Espionage Act Presents Challenges for WikiLeaks Indictment
Antiquated law poses challenges for feds' indictment of Julian Assange.
Dec. 13, 2010— -- As the U.S. Justice Department crafts a legal case against WikiLeaks' Julian Assange for the publication of thousands of secret government cables, legal experts are warning that any indictment under the Espionage Act may also implicate the news media -- and Americans who've read the cables or shared them with their friends.
The World War I-era law is broadly written and criminalizes anyone who possesses or transmits any "information relating to the national defense" which an individual has "reason to believe could be used to the injury of the United States or to the advantage of any foreign nation."
If WikiLeaks, which allegedly did not steal the documents, is guilty of espionage for printing them, so too might be the New York Times, U.K.'s The Guardian, and Germany's Der Spiegel, which have replicated and disseminated the materials worldwide, some experts say.
Individual users of Twitter and Facebook and other social media who spread links to the documents far and wide, or even discussed the contents in public, could also technically be liable.
"One of the flaws in the Espionage Act is that it draws no distinction between the leaker or the spy and the recipient of the information, no matter how far downstream the recipient is," said American University law professor Stephen Vladeck, an expert in national security law.
"There's no difference in the statute between Assange and someone at home who opens up something that Assange has posted on his website knowing that it's classified," he said.
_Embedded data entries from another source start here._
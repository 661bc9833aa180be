//! Book authors merge: deduplicate `Authors` across both sources by
//! normalized name and rewrite `BookAuthors` links.

use crate::config::MigrationConfig;
use crate::dedup::{dedup, SourceRow};
use crate::enrich::{enrich_links, EnrichStats};
use crate::error::Result;
use crate::identity::IdentityResolver;
use crate::merge::{load_source_table, write_metadata};
use crate::normalize::{clean_value, is_empty_key, join_key};
use crate::report;
use crate::table::{RawTable, SourceTag};
use serde::{Deserialize, Serialize};

pub const FAMILY: &str = "book_authors";
pub const FAMILY_DIR: &str = "BOOK_AUTHORS";
pub const FINAL_TABLE: &str = "BOOK_AUTHORS.csv";
pub const MAPPING_FILE: &str = "author_id_mapping.csv";
pub const METADATA_FILE: &str = "book_authors_migration_metadata.csv";

pub const AUTHORS_FILE: &str = "Authors.csv";
pub const LINKS_FILE: &str = "BookAuthors.csv";
const AUTHORS_COLUMNS: [&str; 4] = ["AuthorID", "FirstName", "MiddleName", "LastName"];
const LINKS_COLUMNS: [&str; 3] = ["BookAuthorID", "BookID", "AuthorID"];

#[derive(Debug, Serialize, Deserialize)]
pub struct BookAuthorsMetadata {
    pub source_db1_authors: usize,
    pub source_db2_authors: usize,
    pub empty_key_db1: usize,
    pub empty_key_db2: usize,
    pub source_db1_book_authors: usize,
    pub source_db2_book_authors: usize,
    pub skipped_incomplete_db1: usize,
    pub skipped_incomplete_db2: usize,
    pub orphaned_db1: usize,
    pub orphaned_db2: usize,
    pub enriched_db1_rows: usize,
    pub enriched_db2_rows: usize,
    pub duplicates_merged: usize,
    pub unique_authors: usize,
    pub id_mappings: usize,
}

pub fn enriched_file(source: SourceTag) -> String {
    format!("book_authors_enriched_{source}.csv")
}

/// Build dedup-ready rows from one source's Authors table. First and middle
/// name combine into a single display first name, as the target schema has
/// no middle-name column.
fn source_rows(table: &RawTable, source: SourceTag) -> Vec<SourceRow> {
    let id_col = table.column("AuthorID");
    let first_col = table.column("FirstName");
    let middle_col = table.column("MiddleName");
    let last_col = table.column("LastName");

    table
        .rows()
        .map(|row| {
            let first = table.field(row, first_col);
            let middle = table.field(row, middle_col);
            let last = table.field(row, last_col);
            let combined_first = clean_value(&format!("{first} {middle}"));
            let last_clean = clean_value(last);
            let key = join_key(&[&combined_first, &last_clean]);
            SourceRow {
                source,
                original_id: table.field(row, id_col).trim().to_string(),
                id_key: key.clone(),
                key,
                display: vec![combined_first, last_clean],
                original: vec![first.to_string(), middle.to_string(), last.to_string()],
            }
        })
        .collect()
}

pub fn run(config: &MigrationConfig) -> Result<BookAuthorsMetadata> {
    report::section("BOOK AUTHORS MERGE");

    let mut rows: Vec<SourceRow> = Vec::new();
    let mut raw_counts = [0usize; 2];
    let mut empty_keys = [0usize; 2];
    let mut link_tables: Vec<RawTable> = Vec::new();

    for (i, &source) in SourceTag::PRECEDENCE.iter().enumerate() {
        let authors = load_source_table(config, source, AUTHORS_FILE, &AUTHORS_COLUMNS)?;
        raw_counts[i] = authors.len();
        let source_rows = source_rows(&authors, source);
        empty_keys[i] = source_rows.iter().filter(|r| is_empty_key(&r.key)).count();
        rows.extend(source_rows);
        link_tables.push(load_source_table(config, source, LINKS_FILE, &LINKS_COLUMNS)?);
    }

    let resolver = IdentityResolver::new(FAMILY);
    let outcome = dedup(&resolver, rows);
    report::info(&format!(
        "Merged {} source authors into {} unique authors",
        outcome.stats.input_rows - outcome.stats.empty_key_rows,
        outcome.stats.unique_entities
    ));

    let family_dir = config.family_dir(FAMILY_DIR);
    let mut link_stats = [EnrichStats::default(); 2];

    for (i, &source) in SourceTag::PRECEDENCE.iter().enumerate() {
        let enriched = enrich_links(
            &link_tables[i],
            "AuthorID",
            &outcome.id_map(source),
            &[("old_first_name", 0), ("old_last_name", 2)],
            "new_book_author_id",
        )?;
        enriched.table.write(&family_dir.join(enriched_file(source)))?;
        link_stats[i] = enriched.stats;
        report::info(&format!(
            "{source}: {} links enriched, {} incomplete, {} orphaned",
            enriched.stats.enriched, enriched.stats.incomplete, enriched.stats.orphan
        ));
    }

    let mut final_table = RawTable::new(
        "BOOK_AUTHORS",
        &["book_author_id", "first_name", "last_name"],
    );
    for entity in &outcome.entities {
        final_table.push_row(vec![
            entity.canonical_id.to_string(),
            entity.display[0].clone(),
            entity.display[1].clone(),
        ]);
    }
    final_table.write(&config.paths.final_tables.join(FINAL_TABLE))?;

    let mut mapping_table = RawTable::new(
        "author_id_mapping",
        &[
            "source_db",
            "old_author_id",
            "old_first_name",
            "old_middle_name",
            "old_last_name",
            "new_book_author_id",
        ],
    );
    for row in &outcome.mapping {
        mapping_table.push_row(vec![
            row.source.to_string(),
            row.original_id.clone(),
            row.original[0].clone(),
            row.original[1].clone(),
            row.original[2].clone(),
            row.canonical_id.to_string(),
        ]);
    }
    mapping_table.write(&family_dir.join(MAPPING_FILE))?;

    let metadata = BookAuthorsMetadata {
        source_db1_authors: raw_counts[0],
        source_db2_authors: raw_counts[1],
        empty_key_db1: empty_keys[0],
        empty_key_db2: empty_keys[1],
        source_db1_book_authors: link_stats[0].input_rows,
        source_db2_book_authors: link_stats[1].input_rows,
        skipped_incomplete_db1: link_stats[0].incomplete,
        skipped_incomplete_db2: link_stats[1].incomplete,
        orphaned_db1: link_stats[0].orphan,
        orphaned_db2: link_stats[1].orphan,
        enriched_db1_rows: link_stats[0].enriched,
        enriched_db2_rows: link_stats[1].enriched,
        duplicates_merged: outcome.stats.duplicates_merged,
        unique_authors: outcome.stats.unique_entities,
        id_mappings: outcome.mapping.len(),
    };
    write_metadata(&family_dir.join(METADATA_FILE), &metadata)?;

    report::info(&format!(
        "{} unique authors, {} id mappings",
        metadata.unique_authors, metadata.id_mappings
    ));
    Ok(metadata)
}

#[cfg(test)]
mod tests {
    use super::*;

    fn authors_table(rows: Vec<Vec<&str>>) -> RawTable {
        RawTable::from_rows(
            "Authors",
            &AUTHORS_COLUMNS,
            rows.into_iter()
                .map(|r| r.into_iter().map(String::from).collect())
                .collect(),
        )
    }

    #[test]
    fn middle_name_folds_into_first() {
        let table = authors_table(vec![vec!["1", "John", "M.", "Smith"]]);
        let rows = source_rows(&table, SourceTag::Db1);
        assert_eq!(rows[0].display, vec!["John M.", "Smith"]);
        assert_eq!(rows[0].key, "john m.|smith");
    }

    #[test]
    fn blank_middle_leaves_no_extra_space() {
        let table = authors_table(vec![vec!["1", "John", " ", "Smith"]]);
        let rows = source_rows(&table, SourceTag::Db1);
        assert_eq!(rows[0].display[0], "John");
        assert_eq!(rows[0].key, "john|smith");
    }

    #[test]
    fn all_blank_names_have_empty_key() {
        let table = authors_table(vec![vec!["9", "", " ", ""]]);
        let rows = source_rows(&table, SourceTag::Db1);
        assert!(is_empty_key(&rows[0].key));
    }
}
The sweeping and vague nature of the law may explain why the federal government recently warned all employees not to read WikiLeaks' cables or any news reports pertaining to them because the information is still classified.
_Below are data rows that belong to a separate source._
//! Deduplication of precedence-ordered source rows into canonical entities.

use crate::identity::IdentityResolver;
use crate::normalize::is_empty_key;
use crate::table::SourceTag;
use std::collections::HashMap;
use tracing::debug;
use uuid::Uuid;

/// One raw source row, prepared for dedup by the per-entity merge step.
#[derive(Debug, Clone)]
pub struct SourceRow {
    pub source: SourceTag,
    pub original_id: String,
    /// Canonical key used for grouping. May be the empty marker.
    pub key: String,
    /// Content key fed to the identity resolver when this row wins its
    /// group. Blank content falls back to (source, original id).
    pub id_key: String,
    /// Display fields carried onto the canonical entity if this row wins.
    pub display: Vec<String>,
    /// Original field values carried onto this row's mapping entry.
    pub original: Vec<String>,
}

/// One deduplicated canonical representative.
#[derive(Debug, Clone)]
pub struct CanonicalEntity {
    pub canonical_id: Uuid,
    pub key: String,
    pub display: Vec<String>,
}

/// One old-id to canonical-id mapping entry. Emitted for every accepted
/// row, not only group winners.
#[derive(Debug, Clone)]
pub struct MappingRow {
    pub source: SourceTag,
    pub original_id: String,
    pub original: Vec<String>,
    pub canonical_id: Uuid,
}

#[derive(Debug, Clone, Copy, Default, PartialEq, Eq)]
pub struct DedupStats {
    /// Rows seen across both sources, before any exclusion.
    pub input_rows: usize,
    /// Rows excluded because their canonical key carries no identity.
    pub empty_key_rows: usize,
    /// Distinct canonical entities produced.
    pub unique_entities: usize,
    /// Accepted rows collapsed into an existing group.
    pub duplicates_merged: usize,
}

/// Entry of a per-source id lookup built from the mapping.
#[derive(Debug, Clone)]
pub struct MappingEntry {
    pub canonical_id: Uuid,
    pub original: Vec<String>,
}

#[derive(Debug)]
pub struct DedupOutcome {
    pub entities: Vec<CanonicalEntity>,
    pub mapping: Vec<MappingRow>,
    pub stats: DedupStats,
}

impl DedupOutcome {
    /// Hash-join side for link enrichment: original id -> canonical id plus
    /// the original display fields, for one source.
    pub fn id_map(&self, source: SourceTag) -> HashMap<String, MappingEntry> {
        let mut map = HashMap::new();
        for row in self.mapping.iter().filter(|m| m.source == source) {
            map.entry(row.original_id.trim().to_string())
                .or_insert_with(|| MappingEntry {
                    canonical_id: row.canonical_id,
                    original: row.original.clone(),
                });
        }
        map
    }

    pub fn canonical_ids(&self) -> Vec<Uuid> {
        self.entities.iter().map(|e| e.canonical_id).collect()
    }
}

/// Collapse rows into canonical entities.
///
/// `rows` must already be concatenated in source precedence order (all db1
/// rows before all db2 rows); the first accepted member of each key group
/// becomes the winner and supplies the display fields and the id content.
pub fn dedup(resolver: &IdentityResolver, rows: Vec<SourceRow>) -> DedupOutcome {
    let mut entities: Vec<CanonicalEntity> = Vec::new();
    let mut mapping: Vec<MappingRow> = Vec::new();
    let mut by_key: HashMap<String, usize> = HashMap::new();
    let mut stats = DedupStats::default();

    for row in rows {
        stats.input_rows += 1;
        if is_empty_key(&row.key) {
            stats.empty_key_rows += 1;
            continue;
        }

        let entity_idx = match by_key.get(&row.key) {
            Some(&idx) => {
                stats.duplicates_merged += 1;
                idx
            }
            None => {
                let canonical_id =
                    resolver.resolve_entity(&row.id_key, row.source, &row.original_id);
                entities.push(CanonicalEntity {
                    canonical_id,
                    key: row.key.clone(),
                    display: row.display.clone(),
                });
                by_key.insert(row.key.clone(), entities.len() - 1);
                entities.len() - 1
            }
        };

        mapping.push(MappingRow {
            source: row.source,
            original_id: row.original_id,
            original: row.original,
            canonical_id: entities[entity_idx].canonical_id,
        });
    }

    stats.unique_entities = entities.len();
    debug!(
        input = stats.input_rows,
        empty_key = stats.empty_key_rows,
        unique = stats.unique_entities,
        "dedup complete"
    );

    DedupOutcome {
        entities,
        mapping,
        stats,
    }
}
Several universities around the country have also warned students who might seek careers with the federal government not to post links to WikiLeaks content or discuss the cables publicly through social media.
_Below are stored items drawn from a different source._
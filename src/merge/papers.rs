//! Papers merge: deduplicate `Papers` by (normalized title, normalized
//! year), coerce boolean-like columns, and fold every group member's
//! enriched author links into one duplicate-free `authors_ids` array.
//!
//! Consumes the enriched `PapersAuthors` tables written by the paper
//! authors step; running it first is a terminal error.

use crate::config::MigrationConfig;
use crate::dedup::{dedup, DedupOutcome, SourceRow};
use crate::error::{MigrateError, Result};
use crate::fuzzy::TitleMatcher;
use crate::identity::IdentityResolver;
use crate::merge::{load_source_table, paper_authors, write_metadata};
use crate::normalize::{is_empty_key, is_missing_id, join_key, normalize_value, parse_bool};
use crate::report;
use crate::table::{RawTable, SourceTag};
use itertools::Itertools;
use serde::{Deserialize, Serialize};
use std::collections::{HashMap, HashSet};
use tracing::warn;
use uuid::Uuid;

pub const FAMILY: &str = "papers";
pub const FAMILY_DIR: &str = "PAPERS";
pub const FINAL_TABLE: &str = "PAPERS.csv";
pub const MAPPING_FILE: &str = "paper_id_mapping.csv";
pub const METADATA_FILE: &str = "papers_migration_metadata.csv";

pub const PAPERS_FILE: &str = "Papers.csv";
const PAPERS_COLUMNS: [&str; 17] = [
    "PaperID",
    "CnfJ",
    "Project",
    "Topic",
    "Description",
    "Title",
    "Year",
    "SoftCopy",
    "HardCopy",
    "Link",
    "Accepted",
    "CondAccepted",
    "Submitted",
    "UndSubmission",
    "InPress",
    "FullPaper",
    "Abstract",
];

/// Output column order; `display` fields on dedup rows use the same order
/// (minus `paper_id` and `authors_ids`).
const OUTPUT_COLUMNS: [&str; 18] = [
    "paper_id",
    "title",
    "abstract",
    "description",
    "topic",
    "project",
    "year",
    "cnfj",
    "link",
    "soft_copy",
    "hard_copy",
    "full_paper",
    "accepted",
    "cond_accepted",
    "submitted",
    "und_submission",
    "in_press",
    "authors_ids",
];

/// Display-field positions holding boolean-like values.
const BOOL_FIELDS: std::ops::RangeInclusive<usize> = 8..=15;

#[derive(Debug, Serialize, Deserialize)]
pub struct PapersMetadata {
    pub source_db1_papers: usize,
    pub source_db2_papers: usize,
    pub skipped_invalid_id_db1: usize,
    pub skipped_invalid_id_db2: usize,
    pub skipped_empty_title_db1: usize,
    pub skipped_empty_title_db2: usize,
    pub valid_db1_papers: usize,
    pub valid_db2_papers: usize,
    pub duplicates_merged: usize,
    pub unique_papers: usize,
    pub id_mappings: usize,
}

/// Build dedup-ready rows from one source's Papers table, dropping rows
/// without a usable primary key. Returns the rows plus the dropped count.
fn source_rows(table: &RawTable, source: SourceTag) -> (Vec<SourceRow>, usize) {
    let id_col = table.column("PaperID");
    let title_col = table.column("Title");
    let year_col = table.column("Year");
    let display_cols: Vec<Option<usize>> = [
        "Title",
        "Abstract",
        "Description",
        "Topic",
        "Project",
        "Year",
        "CnfJ",
        "Link",
        "SoftCopy",
        "HardCopy",
        "FullPaper",
        "Accepted",
        "CondAccepted",
        "Submitted",
        "UndSubmission",
        "InPress",
    ]
    .iter()
    .map(|c| table.column(c))
    .collect();

    let mut rows = Vec::new();
    let mut skipped_invalid = 0usize;

    for row in table.rows() {
        let paper_id = table.field(row, id_col);
        if is_missing_id(paper_id) {
            skipped_invalid += 1;
            continue;
        }
        let title = table.field(row, title_col);
        let year = table.field(row, year_col);
        let key = join_key(&[title, year]);
        let id_key = format!(
            "title:{}:year:{}",
            normalize_value(title),
            normalize_value(year)
        );
        rows.push(SourceRow {
            source,
            original_id: paper_id.trim().to_string(),
            key,
            id_key,
            display: display_cols
                .iter()
                .map(|c| table.field(row, *c).to_string())
                .collect(),
            original: vec![title.to_string()],
        });
    }

    (rows, skipped_invalid)
}

/// Map old PaperID -> canonical author ids, from one source's enriched
/// PapersAuthors table. Order of first appearance is kept; duplicates are
/// folded.
fn build_author_lookup(enriched: &RawTable) -> Result<HashMap<String, Vec<String>>> {
    let paper_col = enriched.column("PaperID");
    let author_col = enriched.column("new_author_id");
    if (paper_col.is_none() || author_col.is_none()) && !enriched.is_empty() {
        return Err(MigrateError::Merge(format!(
            "{}: expected PaperID and new_author_id columns",
            enriched.name()
        )));
    }

    let mut lookup: HashMap<String, Vec<String>> = HashMap::new();
    for row in enriched.rows() {
        let paper_id = enriched.field(row, paper_col).trim();
        let author_id = enriched.field(row, author_col).trim();
        if paper_id.is_empty() || is_missing_id(author_id) {
            continue;
        }
        let authors = lookup.entry(paper_id.to_string()).or_default();
        if !authors.iter().any(|a| a == author_id) {
            authors.push(author_id.to_string());
        }
    }
    Ok(lookup)
}

/// Fold each dedup group's association ids into one ordered,
/// duplicate-free array per canonical paper. Every group member
/// contributes, not only the winner.
fn aggregate_authors(
    outcome: &DedupOutcome,
    lookups: &[HashMap<String, Vec<String>>; 2],
) -> Vec<Vec<String>> {
    let entity_index: HashMap<Uuid, usize> = outcome
        .entities
        .iter()
        .enumerate()
        .map(|(i, e)| (e.canonical_id, i))
        .collect();

    let mut authors: Vec<Vec<String>> = vec![Vec::new(); outcome.entities.len()];
    let mut seen: Vec<HashSet<String>> = vec![HashSet::new(); outcome.entities.len()];

    for row in &outcome.mapping {
        let lookup = match row.source {
            SourceTag::Db1 => &lookups[0],
            SourceTag::Db2 => &lookups[1],
        };
        let Some(&idx) = entity_index.get(&row.canonical_id) else {
            continue;
        };
        if let Some(ids) = lookup.get(row.original_id.trim()) {
            for id in ids {
                if seen[idx].insert(id.clone()) {
                    authors[idx].push(id.clone());
                }
            }
        }
    }

    authors
}

/// Render an id array as a brace-delimited list, `{}` when empty.
fn render_id_array(ids: &[String]) -> String {
    format!("{{{}}}", ids.join(","))
}

/// Report title pairs within the same year that look like the same paper
/// but did not share a dedup key. Diagnostics only.
fn report_near_duplicates(outcome: &DedupOutcome, matcher: &TitleMatcher) {
    let mut by_year: HashMap<String, Vec<usize>> = HashMap::new();
    for (i, entity) in outcome.entities.iter().enumerate() {
        by_year
            .entry(normalize_value(&entity.display[5]))
            .or_default()
            .push(i);
    }

    for indices in by_year.values() {
        for (&a, &b) in indices.iter().tuple_combinations() {
            let title_a = &outcome.entities[a].display[0];
            let title_b = &outcome.entities[b].display[0];
            let score = matcher.score(title_a, title_b);
            if matcher.is_near_match(title_a, title_b) {
                let label = matcher.label(score);
                warn!(score, %label, "possible duplicate titles not merged");
                report::warn(&format!(
                    "Possible duplicate ({label}, {score:.2}): {title_a:?} vs {title_b:?}"
                ));
            }
        }
    }
}

pub fn run(config: &MigrationConfig) -> Result<PapersMetadata> {
    report::section("PAPERS MERGE");

    let pauthors_dir = config.family_dir(paper_authors::FAMILY_DIR);
    let mut lookups: [HashMap<String, Vec<String>>; 2] = [HashMap::new(), HashMap::new()];
    for (i, &source) in SourceTag::PRECEDENCE.iter().enumerate() {
        let path = pauthors_dir.join(paper_authors::enriched_file(source));
        if !path.exists() {
            return Err(MigrateError::Merge(format!(
                "{} not found; run the paper authors merge first",
                path.display()
            )));
        }
        let enriched = RawTable::load(&path, &format!("papers_authors_enriched ({source})"), &[])?;
        lookups[i] = build_author_lookup(&enriched)?;
    }

    let mut rows: Vec<SourceRow> = Vec::new();
    let mut raw_counts = [0usize; 2];
    let mut skipped_invalid = [0usize; 2];
    let mut empty_keys = [0usize; 2];

    for (i, &source) in SourceTag::PRECEDENCE.iter().enumerate() {
        let papers = load_source_table(config, source, PAPERS_FILE, &PAPERS_COLUMNS)?;
        raw_counts[i] = papers.len();
        let (source_rows, invalid) = source_rows(&papers, source);
        skipped_invalid[i] = invalid;
        empty_keys[i] = source_rows.iter().filter(|r| is_empty_key(&r.key)).count();
        rows.extend(source_rows);
    }

    let resolver = IdentityResolver::new(FAMILY);
    let outcome = dedup(&resolver, rows);
    let authors = aggregate_authors(&outcome, &lookups);
    report::info(&format!(
        "Merged {} papers into {} unique ({} duplicates)",
        outcome.stats.input_rows - outcome.stats.empty_key_rows,
        outcome.stats.unique_entities,
        outcome.stats.duplicates_merged
    ));

    report_near_duplicates(&outcome, &TitleMatcher::from_config(&config.fuzzy));

    let mut final_table = RawTable::new("PAPERS", &OUTPUT_COLUMNS);
    for (entity, author_ids) in outcome.entities.iter().zip(&authors) {
        let mut out = vec![entity.canonical_id.to_string()];
        for (i, value) in entity.display.iter().enumerate() {
            if BOOL_FIELDS.contains(&i) {
                out.push(parse_bool(value).to_string());
            } else {
                out.push(value.clone());
            }
        }
        out.push(render_id_array(author_ids));
        final_table.push_row(out);
    }
    final_table.write(&config.paths.final_tables.join(FINAL_TABLE))?;

    let family_dir = config.family_dir(FAMILY_DIR);
    let mut mapping_table = RawTable::new(
        "paper_id_mapping",
        &["source_db", "old_paper_id", "old_title", "new_paper_id"],
    );
    for row in &outcome.mapping {
        mapping_table.push_row(vec![
            row.source.to_string(),
            row.original_id.clone(),
            row.original[0].clone(),
            row.canonical_id.to_string(),
        ]);
    }
    mapping_table.write(&family_dir.join(MAPPING_FILE))?;

    let metadata = PapersMetadata {
        source_db1_papers: raw_counts[0],
        source_db2_papers: raw_counts[1],
        skipped_invalid_id_db1: skipped_invalid[0],
        skipped_invalid_id_db2: skipped_invalid[1],
        skipped_empty_title_db1: empty_keys[0],
        skipped_empty_title_db2: empty_keys[1],
        valid_db1_papers: raw_counts[0] - skipped_invalid[0] - empty_keys[0],
        valid_db2_papers: raw_counts[1] - skipped_invalid[1] - empty_keys[1],
        duplicates_merged: outcome.stats.duplicates_merged,
        unique_papers: outcome.stats.unique_entities,
        id_mappings: outcome.mapping.len(),
    };
    write_metadata(&family_dir.join(METADATA_FILE), &metadata)?;

    report::info(&format!(
        "{} unique papers, {} id mappings, {} duplicates merged",
        metadata.unique_papers, metadata.id_mappings, metadata.duplicates_merged
    ));
    Ok(metadata)
}

#[cfg(test)]
mod tests {
    use super::*;

    fn paper(id: &str, title: &str, year: &str) -> Vec<String> {
        // Raw Papers.csv column order.
        let mut row = vec![String::new(); PAPERS_COLUMNS.len()];
        row[0] = id.to_string();
        row[5] = title.to_string();
        row[6] = year.to_string();
        row
    }

    fn papers_table(rows: Vec<Vec<String>>) -> RawTable {
        RawTable::from_rows("Papers", &PAPERS_COLUMNS, rows)
    }

    fn enriched_links(rows: &[(&str, &str)]) -> RawTable {
        RawTable::from_rows(
            "papers_authors_enriched",
            &["PapersAuthorsID", "PaperID", "AuthorID", "new_author_id"],
            rows.iter()
                .enumerate()
                .map(|(i, (paper, author))| {
                    vec![
                        format!("{}", i + 1),
                        paper.to_string(),
                        "x".to_string(),
                        author.to_string(),
                    ]
                })
                .collect(),
        )
    }

    #[test]
    fn duplicate_group_aggregates_authors_from_all_members() {
        // Same normalized title and year in both sources, each linked to a
        // different author; the merged array holds both, exactly once.
        let db1 = papers_table(vec![paper("10", "Deep Learning", "2020")]);
        let db2 = papers_table(vec![paper("77", "DEEP  learning", "2020")]);
        let (mut rows, _) = source_rows(&db1, SourceTag::Db1);
        let (rows2, _) = source_rows(&db2, SourceTag::Db2);
        rows.extend(rows2);

        let outcome = dedup(&IdentityResolver::new(FAMILY), rows);
        assert_eq!(outcome.stats.unique_entities, 1);

        let lookups = [
            build_author_lookup(&enriched_links(&[("10", "author-a"), ("10", "author-a")]))
                .unwrap(),
            build_author_lookup(&enriched_links(&[("77", "author-b")])).unwrap(),
        ];
        let authors = aggregate_authors(&outcome, &lookups);
        assert_eq!(authors[0], vec!["author-a", "author-b"]);
    }

    #[test]
    fn aggregation_is_independent_of_source_row_order_within_a_group() {
        let db1 = papers_table(vec![paper("10", "Deep Learning", "2020")]);
        let db2 = papers_table(vec![paper("77", "deep learning", "2020")]);
        let (mut rows, _) = source_rows(&db1, SourceTag::Db1);
        let (rows2, _) = source_rows(&db2, SourceTag::Db2);
        rows.extend(rows2);
        let outcome = dedup(&IdentityResolver::new(FAMILY), rows);

        let lookups = [
            build_author_lookup(&enriched_links(&[("10", "author-a"), ("10", "author-b")]))
                .unwrap(),
            build_author_lookup(&enriched_links(&[("77", "author-b"), ("77", "author-a")]))
                .unwrap(),
        ];
        let authors = aggregate_authors(&outcome, &lookups);
        let as_set: HashSet<_> = authors[0].iter().cloned().collect();
        assert_eq!(authors[0].len(), 2);
        assert_eq!(as_set.len(), 2);
    }

    #[test]
    fn invalid_paper_id_is_skipped_before_dedup() {
        let table = papers_table(vec![
            paper("nan", "Lost Paper", "2019"),
            paper("1", "Kept Paper", "2019"),
        ]);
        let (rows, skipped) = source_rows(&table, SourceTag::Db1);
        assert_eq!(skipped, 1);
        assert_eq!(rows.len(), 1);
        assert_eq!(rows[0].original_id, "1");
    }

    #[test]
    fn id_key_uses_normalized_title_and_year() {
        let table = papers_table(vec![paper("1", " Deep  Learning ", " 2020 ")]);
        let (rows, _) = source_rows(&table, SourceTag::Db1);
        assert_eq!(rows[0].id_key, "title:deep learning:year:2020");
        assert_eq!(rows[0].key, "deep learning|2020");
    }

    #[test]
    fn id_array_rendering() {
        assert_eq!(render_id_array(&[]), "{}");
        assert_eq!(
            render_id_array(&["a".to_string(), "b".to_string()]),
            "{a,b}"
        );
    }
}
" [The Espionage Act] criminalizes all casual discussions of such disclosures by persons not authorized to receive them to other persons not authorized to receive them... in other words, all tweets sending around those countless news stories, all blogging on them, and all dinner party conversations about their contents," wrote Benjamin Wittes, a legal analyst with the Brookings Institution, on the blog LawFare.
"Taken at its word, the Espionage Act makes felons of us all," he said.